> **The problem**
Where in the listing does the string "long" appear? Copy every line that holds it.
<<<<
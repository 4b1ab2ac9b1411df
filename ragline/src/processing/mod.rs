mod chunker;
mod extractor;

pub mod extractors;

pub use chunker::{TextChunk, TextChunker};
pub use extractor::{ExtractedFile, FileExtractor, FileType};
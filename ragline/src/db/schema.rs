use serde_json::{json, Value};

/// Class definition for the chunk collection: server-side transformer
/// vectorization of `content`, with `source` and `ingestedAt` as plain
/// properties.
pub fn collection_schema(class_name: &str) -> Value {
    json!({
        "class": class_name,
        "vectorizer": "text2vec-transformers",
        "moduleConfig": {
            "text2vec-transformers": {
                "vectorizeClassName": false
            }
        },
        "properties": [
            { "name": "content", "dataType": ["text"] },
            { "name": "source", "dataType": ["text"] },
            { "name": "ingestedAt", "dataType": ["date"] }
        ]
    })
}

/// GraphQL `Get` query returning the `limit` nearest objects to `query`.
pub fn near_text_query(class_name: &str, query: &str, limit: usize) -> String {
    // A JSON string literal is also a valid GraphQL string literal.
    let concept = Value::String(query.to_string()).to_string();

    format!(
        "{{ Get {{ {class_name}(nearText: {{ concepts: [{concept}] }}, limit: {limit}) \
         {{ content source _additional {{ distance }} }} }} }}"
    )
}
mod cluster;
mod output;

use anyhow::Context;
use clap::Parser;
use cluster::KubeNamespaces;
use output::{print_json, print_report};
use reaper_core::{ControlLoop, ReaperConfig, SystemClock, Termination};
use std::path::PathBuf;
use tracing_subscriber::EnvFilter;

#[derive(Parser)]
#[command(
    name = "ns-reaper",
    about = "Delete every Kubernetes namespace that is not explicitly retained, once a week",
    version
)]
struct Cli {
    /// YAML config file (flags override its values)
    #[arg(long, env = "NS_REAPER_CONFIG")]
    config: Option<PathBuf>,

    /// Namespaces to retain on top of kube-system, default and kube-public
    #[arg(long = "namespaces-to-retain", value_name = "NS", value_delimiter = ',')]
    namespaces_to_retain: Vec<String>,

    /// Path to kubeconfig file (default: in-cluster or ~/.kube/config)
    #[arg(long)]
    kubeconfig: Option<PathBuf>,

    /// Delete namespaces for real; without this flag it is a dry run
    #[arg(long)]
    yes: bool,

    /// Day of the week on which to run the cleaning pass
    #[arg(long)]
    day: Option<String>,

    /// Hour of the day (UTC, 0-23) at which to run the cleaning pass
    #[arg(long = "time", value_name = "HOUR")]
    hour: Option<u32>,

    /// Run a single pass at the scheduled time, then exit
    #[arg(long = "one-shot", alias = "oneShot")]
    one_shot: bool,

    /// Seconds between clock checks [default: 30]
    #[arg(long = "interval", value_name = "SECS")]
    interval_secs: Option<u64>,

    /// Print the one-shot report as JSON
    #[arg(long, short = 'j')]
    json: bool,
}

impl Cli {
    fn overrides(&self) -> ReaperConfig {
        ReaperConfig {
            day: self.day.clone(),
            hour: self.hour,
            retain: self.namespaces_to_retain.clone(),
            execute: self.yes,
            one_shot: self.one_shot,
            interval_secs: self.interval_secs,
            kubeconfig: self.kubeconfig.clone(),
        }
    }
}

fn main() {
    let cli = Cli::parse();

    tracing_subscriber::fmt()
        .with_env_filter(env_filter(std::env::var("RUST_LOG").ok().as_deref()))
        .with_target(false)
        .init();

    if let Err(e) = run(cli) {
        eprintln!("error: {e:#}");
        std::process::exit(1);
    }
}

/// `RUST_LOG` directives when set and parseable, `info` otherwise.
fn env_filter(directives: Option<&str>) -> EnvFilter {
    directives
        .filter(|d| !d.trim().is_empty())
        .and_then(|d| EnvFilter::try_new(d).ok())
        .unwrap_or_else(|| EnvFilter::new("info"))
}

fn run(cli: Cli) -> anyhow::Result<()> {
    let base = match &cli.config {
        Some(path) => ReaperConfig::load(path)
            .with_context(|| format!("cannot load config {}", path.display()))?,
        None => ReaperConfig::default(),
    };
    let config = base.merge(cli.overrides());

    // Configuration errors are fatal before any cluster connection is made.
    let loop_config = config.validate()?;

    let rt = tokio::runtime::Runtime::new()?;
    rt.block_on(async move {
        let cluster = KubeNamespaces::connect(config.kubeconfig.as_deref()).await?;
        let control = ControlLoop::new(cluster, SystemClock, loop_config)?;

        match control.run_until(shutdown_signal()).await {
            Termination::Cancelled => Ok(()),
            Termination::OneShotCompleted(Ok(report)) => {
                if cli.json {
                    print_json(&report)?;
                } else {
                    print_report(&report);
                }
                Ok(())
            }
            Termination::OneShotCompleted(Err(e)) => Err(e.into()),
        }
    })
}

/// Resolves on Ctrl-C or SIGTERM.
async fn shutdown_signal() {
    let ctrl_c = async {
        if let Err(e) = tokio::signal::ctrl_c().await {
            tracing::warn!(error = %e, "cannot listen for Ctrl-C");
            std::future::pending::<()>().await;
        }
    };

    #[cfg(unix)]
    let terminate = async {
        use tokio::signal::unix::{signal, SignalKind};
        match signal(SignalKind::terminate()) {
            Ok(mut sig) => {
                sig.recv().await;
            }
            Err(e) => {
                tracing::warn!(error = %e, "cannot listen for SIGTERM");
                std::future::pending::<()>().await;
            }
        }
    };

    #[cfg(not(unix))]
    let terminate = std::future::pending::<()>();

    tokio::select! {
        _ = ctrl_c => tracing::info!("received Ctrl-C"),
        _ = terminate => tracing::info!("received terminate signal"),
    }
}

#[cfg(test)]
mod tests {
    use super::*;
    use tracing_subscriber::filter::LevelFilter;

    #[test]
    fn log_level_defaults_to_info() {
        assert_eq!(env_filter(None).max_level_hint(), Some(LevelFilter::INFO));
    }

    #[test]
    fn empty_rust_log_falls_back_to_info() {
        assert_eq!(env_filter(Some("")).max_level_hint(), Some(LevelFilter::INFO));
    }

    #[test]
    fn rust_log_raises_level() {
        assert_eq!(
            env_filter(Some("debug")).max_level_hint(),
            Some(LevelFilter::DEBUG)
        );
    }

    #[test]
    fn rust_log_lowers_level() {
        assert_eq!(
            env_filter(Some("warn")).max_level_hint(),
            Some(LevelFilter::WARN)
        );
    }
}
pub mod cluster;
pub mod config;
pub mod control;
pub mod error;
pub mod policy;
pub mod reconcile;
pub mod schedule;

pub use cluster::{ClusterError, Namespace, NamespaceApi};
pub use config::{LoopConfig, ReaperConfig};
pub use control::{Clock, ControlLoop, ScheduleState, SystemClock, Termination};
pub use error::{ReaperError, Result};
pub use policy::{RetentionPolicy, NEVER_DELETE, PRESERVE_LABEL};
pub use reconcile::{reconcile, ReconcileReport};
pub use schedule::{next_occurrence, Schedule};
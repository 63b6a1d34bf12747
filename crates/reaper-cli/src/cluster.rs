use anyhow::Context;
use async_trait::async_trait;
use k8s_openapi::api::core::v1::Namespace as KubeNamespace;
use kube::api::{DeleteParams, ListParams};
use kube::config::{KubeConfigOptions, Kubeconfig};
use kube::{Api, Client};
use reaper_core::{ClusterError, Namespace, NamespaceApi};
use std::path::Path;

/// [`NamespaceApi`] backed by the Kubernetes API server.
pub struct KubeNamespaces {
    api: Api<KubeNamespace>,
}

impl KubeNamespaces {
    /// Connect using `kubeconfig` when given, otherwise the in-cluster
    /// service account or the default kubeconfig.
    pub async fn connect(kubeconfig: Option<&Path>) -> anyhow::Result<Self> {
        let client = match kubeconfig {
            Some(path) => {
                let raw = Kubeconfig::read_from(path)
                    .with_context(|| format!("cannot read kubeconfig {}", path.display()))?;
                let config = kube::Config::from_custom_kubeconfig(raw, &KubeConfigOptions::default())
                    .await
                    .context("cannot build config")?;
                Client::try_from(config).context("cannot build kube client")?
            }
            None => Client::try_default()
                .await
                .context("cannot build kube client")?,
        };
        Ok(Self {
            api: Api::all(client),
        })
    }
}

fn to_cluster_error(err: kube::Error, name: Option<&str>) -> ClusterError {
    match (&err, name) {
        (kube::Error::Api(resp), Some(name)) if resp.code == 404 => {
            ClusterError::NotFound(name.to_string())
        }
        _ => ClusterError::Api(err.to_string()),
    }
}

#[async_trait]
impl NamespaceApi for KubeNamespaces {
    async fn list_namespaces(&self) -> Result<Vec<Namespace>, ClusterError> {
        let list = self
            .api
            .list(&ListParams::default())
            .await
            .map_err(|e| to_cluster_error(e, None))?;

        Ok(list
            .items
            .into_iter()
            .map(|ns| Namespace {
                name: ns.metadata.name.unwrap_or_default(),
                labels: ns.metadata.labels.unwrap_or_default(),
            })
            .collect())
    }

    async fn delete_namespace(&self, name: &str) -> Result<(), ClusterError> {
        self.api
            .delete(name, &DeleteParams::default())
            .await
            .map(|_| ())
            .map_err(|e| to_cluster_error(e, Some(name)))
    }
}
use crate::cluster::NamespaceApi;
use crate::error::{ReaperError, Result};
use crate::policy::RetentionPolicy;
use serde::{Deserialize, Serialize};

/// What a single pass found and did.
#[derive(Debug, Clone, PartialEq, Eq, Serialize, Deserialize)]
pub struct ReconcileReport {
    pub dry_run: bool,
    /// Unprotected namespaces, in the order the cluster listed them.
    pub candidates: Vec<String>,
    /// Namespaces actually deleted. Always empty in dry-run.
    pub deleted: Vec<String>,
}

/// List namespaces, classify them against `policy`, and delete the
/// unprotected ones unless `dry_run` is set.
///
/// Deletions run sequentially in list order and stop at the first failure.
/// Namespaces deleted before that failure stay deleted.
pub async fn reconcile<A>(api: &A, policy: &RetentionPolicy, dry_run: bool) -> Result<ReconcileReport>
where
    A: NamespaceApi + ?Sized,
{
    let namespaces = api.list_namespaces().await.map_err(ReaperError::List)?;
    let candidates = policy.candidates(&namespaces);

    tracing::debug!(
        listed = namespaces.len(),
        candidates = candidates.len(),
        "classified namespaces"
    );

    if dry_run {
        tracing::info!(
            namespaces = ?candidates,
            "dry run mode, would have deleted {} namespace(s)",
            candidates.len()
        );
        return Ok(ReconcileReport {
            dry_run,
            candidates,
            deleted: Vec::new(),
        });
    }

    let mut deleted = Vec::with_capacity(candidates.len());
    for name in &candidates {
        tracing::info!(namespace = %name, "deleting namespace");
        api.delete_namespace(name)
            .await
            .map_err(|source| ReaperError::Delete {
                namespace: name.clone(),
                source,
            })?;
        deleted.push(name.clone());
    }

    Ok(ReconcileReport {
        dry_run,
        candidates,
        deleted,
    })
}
>>>>
> **Output below**
    #[arg(long, env = "NS_REAPER_CONFIG")]
    #[arg(long = "namespaces-to-retain", value_name = "NS", value_delimiter = ',')]
    #[arg(long)]
    #[arg(long)]
    #[arg(long)]
    #[arg(long = "time", value_name = "HOUR")]
    #[arg(long = "one-shot", alias = "oneShot")]
    #[arg(long = "interval", value_name = "SECS")]
    #[arg(long, short = 'j')]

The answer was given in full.